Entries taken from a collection
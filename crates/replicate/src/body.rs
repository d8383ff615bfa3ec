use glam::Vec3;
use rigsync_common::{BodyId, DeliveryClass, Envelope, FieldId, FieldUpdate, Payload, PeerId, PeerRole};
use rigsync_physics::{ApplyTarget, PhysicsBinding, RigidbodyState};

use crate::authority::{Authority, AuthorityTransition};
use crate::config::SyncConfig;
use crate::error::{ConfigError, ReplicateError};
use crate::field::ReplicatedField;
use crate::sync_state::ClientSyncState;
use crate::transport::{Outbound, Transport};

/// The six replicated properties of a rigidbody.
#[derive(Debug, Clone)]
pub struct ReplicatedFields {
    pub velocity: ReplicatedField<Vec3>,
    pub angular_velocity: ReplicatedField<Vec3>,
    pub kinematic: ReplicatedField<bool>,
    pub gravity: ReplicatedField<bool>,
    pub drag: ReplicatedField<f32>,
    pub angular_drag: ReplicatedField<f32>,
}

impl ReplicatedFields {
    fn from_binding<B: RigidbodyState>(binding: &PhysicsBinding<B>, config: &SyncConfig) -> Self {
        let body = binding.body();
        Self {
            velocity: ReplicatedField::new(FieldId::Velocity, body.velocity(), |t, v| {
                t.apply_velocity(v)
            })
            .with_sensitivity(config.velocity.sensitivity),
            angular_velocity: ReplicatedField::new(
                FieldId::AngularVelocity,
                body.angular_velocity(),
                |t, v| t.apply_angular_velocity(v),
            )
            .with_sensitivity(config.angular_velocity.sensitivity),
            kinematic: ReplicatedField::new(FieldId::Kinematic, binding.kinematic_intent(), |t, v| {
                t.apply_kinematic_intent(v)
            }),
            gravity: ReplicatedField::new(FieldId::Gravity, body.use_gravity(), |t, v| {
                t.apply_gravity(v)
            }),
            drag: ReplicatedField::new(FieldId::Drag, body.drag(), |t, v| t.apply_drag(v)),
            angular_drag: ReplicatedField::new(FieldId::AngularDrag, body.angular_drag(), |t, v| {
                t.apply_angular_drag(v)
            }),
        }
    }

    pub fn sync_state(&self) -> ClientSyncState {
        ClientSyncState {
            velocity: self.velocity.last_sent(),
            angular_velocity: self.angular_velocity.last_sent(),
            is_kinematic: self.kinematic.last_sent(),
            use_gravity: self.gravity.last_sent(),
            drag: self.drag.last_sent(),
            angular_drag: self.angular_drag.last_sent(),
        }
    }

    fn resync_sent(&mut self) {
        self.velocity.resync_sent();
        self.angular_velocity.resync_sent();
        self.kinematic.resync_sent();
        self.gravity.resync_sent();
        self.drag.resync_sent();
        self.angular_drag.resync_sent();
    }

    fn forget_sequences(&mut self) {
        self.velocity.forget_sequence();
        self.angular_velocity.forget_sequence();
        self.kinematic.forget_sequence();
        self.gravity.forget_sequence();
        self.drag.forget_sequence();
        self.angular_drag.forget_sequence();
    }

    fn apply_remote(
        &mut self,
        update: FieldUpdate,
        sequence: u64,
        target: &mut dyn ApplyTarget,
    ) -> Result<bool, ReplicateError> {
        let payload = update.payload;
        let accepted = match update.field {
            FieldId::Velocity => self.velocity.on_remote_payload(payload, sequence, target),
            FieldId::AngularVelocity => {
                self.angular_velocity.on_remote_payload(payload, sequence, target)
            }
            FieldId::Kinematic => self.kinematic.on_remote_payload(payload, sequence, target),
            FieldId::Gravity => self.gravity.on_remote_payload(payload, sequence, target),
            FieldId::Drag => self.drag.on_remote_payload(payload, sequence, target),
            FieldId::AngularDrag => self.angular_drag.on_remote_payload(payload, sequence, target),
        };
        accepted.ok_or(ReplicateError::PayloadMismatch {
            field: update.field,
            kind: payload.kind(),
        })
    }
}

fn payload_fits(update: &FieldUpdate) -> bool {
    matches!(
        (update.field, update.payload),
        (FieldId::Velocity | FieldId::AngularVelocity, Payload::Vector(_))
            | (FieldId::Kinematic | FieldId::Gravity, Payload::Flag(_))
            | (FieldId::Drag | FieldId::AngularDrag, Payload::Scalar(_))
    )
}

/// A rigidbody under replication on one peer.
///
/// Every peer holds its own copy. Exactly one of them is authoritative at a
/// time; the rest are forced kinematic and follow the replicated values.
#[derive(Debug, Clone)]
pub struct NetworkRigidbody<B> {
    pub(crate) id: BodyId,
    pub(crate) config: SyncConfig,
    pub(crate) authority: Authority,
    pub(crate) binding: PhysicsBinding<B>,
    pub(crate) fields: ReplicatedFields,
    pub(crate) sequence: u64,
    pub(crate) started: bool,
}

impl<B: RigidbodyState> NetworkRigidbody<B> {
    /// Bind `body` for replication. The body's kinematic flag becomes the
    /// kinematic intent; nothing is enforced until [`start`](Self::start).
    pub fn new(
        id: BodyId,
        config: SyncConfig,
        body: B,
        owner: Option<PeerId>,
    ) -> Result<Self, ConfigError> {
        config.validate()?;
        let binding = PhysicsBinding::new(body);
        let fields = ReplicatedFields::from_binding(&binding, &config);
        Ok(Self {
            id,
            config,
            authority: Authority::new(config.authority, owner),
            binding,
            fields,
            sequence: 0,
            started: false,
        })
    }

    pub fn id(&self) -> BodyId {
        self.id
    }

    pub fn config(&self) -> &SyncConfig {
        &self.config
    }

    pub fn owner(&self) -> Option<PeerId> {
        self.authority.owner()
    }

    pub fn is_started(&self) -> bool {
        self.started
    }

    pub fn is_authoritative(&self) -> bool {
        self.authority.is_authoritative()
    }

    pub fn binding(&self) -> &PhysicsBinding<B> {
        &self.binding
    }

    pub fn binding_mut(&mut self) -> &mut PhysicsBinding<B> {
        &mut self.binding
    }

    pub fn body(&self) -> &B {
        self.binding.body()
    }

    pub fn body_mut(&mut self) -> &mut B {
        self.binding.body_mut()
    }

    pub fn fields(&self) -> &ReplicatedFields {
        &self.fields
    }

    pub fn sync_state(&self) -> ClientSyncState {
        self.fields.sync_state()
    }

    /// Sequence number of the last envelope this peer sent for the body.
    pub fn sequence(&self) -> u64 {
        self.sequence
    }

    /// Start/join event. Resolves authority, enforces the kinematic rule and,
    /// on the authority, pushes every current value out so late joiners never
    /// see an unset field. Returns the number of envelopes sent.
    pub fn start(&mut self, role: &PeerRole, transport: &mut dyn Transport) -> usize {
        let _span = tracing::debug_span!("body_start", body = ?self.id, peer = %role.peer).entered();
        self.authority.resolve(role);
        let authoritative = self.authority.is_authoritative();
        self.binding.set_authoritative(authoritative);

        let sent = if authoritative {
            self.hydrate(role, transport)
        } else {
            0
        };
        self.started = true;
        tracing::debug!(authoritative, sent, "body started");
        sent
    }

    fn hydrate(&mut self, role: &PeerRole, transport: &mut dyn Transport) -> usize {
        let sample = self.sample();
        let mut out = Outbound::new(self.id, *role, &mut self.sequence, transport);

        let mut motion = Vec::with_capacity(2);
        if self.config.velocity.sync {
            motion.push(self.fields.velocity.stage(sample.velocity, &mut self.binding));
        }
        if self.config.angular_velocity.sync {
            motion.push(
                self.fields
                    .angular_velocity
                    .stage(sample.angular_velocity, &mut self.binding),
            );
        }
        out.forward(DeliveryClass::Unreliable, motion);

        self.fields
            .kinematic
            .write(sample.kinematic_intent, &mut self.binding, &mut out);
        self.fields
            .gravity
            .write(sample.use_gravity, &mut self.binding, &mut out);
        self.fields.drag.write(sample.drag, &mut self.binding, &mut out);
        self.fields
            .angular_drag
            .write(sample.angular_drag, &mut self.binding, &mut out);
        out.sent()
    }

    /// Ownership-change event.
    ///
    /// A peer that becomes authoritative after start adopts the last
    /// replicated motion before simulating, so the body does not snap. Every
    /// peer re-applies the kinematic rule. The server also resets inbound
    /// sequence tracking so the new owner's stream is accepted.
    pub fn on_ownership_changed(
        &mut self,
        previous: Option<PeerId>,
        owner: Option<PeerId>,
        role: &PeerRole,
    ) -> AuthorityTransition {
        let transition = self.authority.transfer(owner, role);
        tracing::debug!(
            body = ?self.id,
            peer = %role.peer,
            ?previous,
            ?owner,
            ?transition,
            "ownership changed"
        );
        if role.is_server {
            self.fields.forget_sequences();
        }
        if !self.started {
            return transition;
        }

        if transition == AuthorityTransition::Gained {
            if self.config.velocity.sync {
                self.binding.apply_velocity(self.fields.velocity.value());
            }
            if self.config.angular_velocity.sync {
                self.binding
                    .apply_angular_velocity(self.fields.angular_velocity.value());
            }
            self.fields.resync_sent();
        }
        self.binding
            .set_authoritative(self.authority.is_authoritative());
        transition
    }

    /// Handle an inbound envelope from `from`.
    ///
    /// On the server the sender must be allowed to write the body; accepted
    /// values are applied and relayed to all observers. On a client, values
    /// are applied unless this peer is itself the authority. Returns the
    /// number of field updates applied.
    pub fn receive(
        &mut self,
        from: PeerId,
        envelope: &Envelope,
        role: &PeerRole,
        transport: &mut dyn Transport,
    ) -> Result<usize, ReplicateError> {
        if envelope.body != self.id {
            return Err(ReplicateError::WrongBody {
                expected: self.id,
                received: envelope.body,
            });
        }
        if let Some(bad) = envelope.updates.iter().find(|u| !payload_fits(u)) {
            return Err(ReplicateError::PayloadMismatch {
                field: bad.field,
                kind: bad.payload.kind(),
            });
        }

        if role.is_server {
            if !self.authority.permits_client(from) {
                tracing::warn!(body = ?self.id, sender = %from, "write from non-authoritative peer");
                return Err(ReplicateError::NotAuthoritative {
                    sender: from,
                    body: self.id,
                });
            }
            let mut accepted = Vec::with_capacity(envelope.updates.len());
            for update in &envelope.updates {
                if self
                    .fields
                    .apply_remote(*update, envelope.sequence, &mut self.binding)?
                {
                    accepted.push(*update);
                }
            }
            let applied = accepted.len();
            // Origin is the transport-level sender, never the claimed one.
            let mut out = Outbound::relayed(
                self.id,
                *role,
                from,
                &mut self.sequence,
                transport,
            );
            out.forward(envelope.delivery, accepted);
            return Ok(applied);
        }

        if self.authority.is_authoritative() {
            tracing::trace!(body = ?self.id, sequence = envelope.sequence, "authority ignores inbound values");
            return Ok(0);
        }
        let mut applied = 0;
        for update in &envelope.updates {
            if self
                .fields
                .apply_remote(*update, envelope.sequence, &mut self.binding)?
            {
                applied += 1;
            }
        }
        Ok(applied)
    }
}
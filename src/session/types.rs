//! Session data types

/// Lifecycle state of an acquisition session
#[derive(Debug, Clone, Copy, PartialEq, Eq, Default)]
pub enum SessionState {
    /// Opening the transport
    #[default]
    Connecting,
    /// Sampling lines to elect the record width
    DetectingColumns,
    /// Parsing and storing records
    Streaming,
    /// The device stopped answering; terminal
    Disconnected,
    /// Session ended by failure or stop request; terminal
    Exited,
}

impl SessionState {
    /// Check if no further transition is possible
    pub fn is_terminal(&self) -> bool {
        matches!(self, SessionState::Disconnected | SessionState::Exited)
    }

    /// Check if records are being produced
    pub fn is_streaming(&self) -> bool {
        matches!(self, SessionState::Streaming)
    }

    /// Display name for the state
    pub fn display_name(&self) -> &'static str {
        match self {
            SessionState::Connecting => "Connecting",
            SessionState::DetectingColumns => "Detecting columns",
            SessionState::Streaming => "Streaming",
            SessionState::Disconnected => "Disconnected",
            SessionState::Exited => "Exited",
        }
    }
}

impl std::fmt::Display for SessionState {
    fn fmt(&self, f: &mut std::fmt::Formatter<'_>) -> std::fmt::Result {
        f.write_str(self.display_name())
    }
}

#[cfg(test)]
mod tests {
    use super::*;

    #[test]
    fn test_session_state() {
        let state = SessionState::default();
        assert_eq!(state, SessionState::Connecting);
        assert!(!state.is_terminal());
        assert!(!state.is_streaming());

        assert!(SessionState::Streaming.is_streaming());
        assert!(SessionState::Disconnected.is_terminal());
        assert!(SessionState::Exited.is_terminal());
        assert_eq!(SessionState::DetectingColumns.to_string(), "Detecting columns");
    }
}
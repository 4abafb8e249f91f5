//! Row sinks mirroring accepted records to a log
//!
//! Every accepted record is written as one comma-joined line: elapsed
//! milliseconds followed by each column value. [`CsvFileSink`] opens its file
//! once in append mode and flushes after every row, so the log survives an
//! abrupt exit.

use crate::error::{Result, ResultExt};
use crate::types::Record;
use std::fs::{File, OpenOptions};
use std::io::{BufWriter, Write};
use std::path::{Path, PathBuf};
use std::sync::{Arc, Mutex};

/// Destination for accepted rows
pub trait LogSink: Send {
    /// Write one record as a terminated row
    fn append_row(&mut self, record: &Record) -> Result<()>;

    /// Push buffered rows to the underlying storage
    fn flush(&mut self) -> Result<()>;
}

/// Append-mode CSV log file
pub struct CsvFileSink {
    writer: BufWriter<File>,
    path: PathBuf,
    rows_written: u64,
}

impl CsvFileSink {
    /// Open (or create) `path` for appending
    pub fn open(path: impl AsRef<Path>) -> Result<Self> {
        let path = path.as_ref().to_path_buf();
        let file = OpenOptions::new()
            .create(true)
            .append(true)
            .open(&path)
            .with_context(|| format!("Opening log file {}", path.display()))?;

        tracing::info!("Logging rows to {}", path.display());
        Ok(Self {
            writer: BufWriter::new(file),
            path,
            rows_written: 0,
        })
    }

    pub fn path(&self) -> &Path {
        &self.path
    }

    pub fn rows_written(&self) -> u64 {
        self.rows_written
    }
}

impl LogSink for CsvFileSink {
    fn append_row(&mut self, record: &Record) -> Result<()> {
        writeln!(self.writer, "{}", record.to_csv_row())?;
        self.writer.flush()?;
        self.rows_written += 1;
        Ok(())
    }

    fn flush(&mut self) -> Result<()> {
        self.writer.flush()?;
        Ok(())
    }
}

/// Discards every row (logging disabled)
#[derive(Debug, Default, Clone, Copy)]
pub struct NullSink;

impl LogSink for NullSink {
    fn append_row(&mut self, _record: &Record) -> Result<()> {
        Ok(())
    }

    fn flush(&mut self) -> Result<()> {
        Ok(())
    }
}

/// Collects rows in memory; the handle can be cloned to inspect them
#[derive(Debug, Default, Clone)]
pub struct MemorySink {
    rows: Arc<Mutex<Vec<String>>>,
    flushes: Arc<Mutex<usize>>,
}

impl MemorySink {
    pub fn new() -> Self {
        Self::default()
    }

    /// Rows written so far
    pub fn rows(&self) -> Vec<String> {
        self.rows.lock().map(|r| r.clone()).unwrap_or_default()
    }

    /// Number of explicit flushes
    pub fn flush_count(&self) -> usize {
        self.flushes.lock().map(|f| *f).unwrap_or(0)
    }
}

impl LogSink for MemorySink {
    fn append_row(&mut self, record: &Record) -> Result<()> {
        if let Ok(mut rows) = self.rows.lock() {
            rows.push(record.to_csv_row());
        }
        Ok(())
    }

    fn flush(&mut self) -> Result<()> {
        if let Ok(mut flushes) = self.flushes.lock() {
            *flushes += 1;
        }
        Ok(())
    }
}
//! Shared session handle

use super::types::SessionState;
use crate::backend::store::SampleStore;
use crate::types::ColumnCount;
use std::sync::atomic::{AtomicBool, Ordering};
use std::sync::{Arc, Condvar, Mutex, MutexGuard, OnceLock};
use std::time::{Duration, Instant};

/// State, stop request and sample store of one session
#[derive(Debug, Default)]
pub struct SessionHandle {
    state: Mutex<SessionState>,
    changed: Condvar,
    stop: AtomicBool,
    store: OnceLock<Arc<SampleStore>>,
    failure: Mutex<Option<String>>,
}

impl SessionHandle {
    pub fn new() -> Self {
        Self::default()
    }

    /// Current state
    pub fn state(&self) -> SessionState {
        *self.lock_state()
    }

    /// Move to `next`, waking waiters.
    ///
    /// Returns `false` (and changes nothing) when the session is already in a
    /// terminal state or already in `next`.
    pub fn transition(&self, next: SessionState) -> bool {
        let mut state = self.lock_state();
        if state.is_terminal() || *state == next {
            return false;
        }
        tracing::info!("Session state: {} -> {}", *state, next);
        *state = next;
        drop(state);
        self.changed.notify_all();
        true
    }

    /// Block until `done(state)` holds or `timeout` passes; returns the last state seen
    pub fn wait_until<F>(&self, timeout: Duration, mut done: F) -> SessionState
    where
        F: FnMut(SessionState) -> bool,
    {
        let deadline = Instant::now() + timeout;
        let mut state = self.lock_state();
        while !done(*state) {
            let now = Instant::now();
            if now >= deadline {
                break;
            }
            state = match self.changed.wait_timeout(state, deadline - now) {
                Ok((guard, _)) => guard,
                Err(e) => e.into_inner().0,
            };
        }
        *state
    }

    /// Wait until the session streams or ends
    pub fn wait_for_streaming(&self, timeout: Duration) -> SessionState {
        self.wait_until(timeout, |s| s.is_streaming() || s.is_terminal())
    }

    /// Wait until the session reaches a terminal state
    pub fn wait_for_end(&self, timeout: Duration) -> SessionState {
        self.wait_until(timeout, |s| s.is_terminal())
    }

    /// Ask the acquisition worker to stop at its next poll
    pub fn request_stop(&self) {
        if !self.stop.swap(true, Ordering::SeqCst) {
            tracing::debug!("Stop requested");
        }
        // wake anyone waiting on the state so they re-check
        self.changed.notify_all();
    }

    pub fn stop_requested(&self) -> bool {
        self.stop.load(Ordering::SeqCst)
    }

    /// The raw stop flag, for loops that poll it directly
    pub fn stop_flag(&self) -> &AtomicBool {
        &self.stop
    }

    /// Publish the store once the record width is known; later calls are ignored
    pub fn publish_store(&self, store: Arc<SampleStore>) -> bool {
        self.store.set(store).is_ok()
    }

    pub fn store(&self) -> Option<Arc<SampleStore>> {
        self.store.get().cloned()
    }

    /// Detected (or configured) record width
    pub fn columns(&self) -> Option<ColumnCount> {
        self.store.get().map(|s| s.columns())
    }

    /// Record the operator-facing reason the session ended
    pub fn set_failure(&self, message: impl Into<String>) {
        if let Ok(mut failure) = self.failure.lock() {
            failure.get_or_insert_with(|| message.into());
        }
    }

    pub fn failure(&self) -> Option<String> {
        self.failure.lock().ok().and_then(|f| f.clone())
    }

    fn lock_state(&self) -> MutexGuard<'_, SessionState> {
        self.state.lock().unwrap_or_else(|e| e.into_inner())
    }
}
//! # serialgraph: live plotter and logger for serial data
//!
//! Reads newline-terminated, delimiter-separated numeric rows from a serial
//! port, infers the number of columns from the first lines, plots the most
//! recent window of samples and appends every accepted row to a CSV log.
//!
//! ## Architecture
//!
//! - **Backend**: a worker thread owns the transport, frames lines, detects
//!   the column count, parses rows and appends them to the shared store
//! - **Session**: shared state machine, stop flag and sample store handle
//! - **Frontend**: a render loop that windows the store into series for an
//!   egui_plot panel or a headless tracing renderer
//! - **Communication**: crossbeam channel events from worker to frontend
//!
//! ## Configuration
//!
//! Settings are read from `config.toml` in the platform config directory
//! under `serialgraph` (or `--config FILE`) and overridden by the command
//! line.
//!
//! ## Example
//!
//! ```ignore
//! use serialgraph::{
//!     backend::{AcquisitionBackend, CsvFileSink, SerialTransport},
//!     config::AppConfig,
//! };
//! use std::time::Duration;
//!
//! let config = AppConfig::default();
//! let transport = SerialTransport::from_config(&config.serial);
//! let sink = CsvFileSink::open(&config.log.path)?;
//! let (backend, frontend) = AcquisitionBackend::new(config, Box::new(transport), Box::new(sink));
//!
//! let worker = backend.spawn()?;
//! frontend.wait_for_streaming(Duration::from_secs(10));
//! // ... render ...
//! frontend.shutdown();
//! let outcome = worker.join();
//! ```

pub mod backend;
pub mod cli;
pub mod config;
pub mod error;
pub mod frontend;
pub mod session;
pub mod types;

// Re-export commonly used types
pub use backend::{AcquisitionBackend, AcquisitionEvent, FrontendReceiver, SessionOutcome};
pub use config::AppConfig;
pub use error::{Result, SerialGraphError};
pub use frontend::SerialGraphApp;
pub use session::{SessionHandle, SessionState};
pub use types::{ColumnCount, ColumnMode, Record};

■ Task details ■
Go through the lines above and count those with "becomes"; report only the number.

■ Response to this task ■
2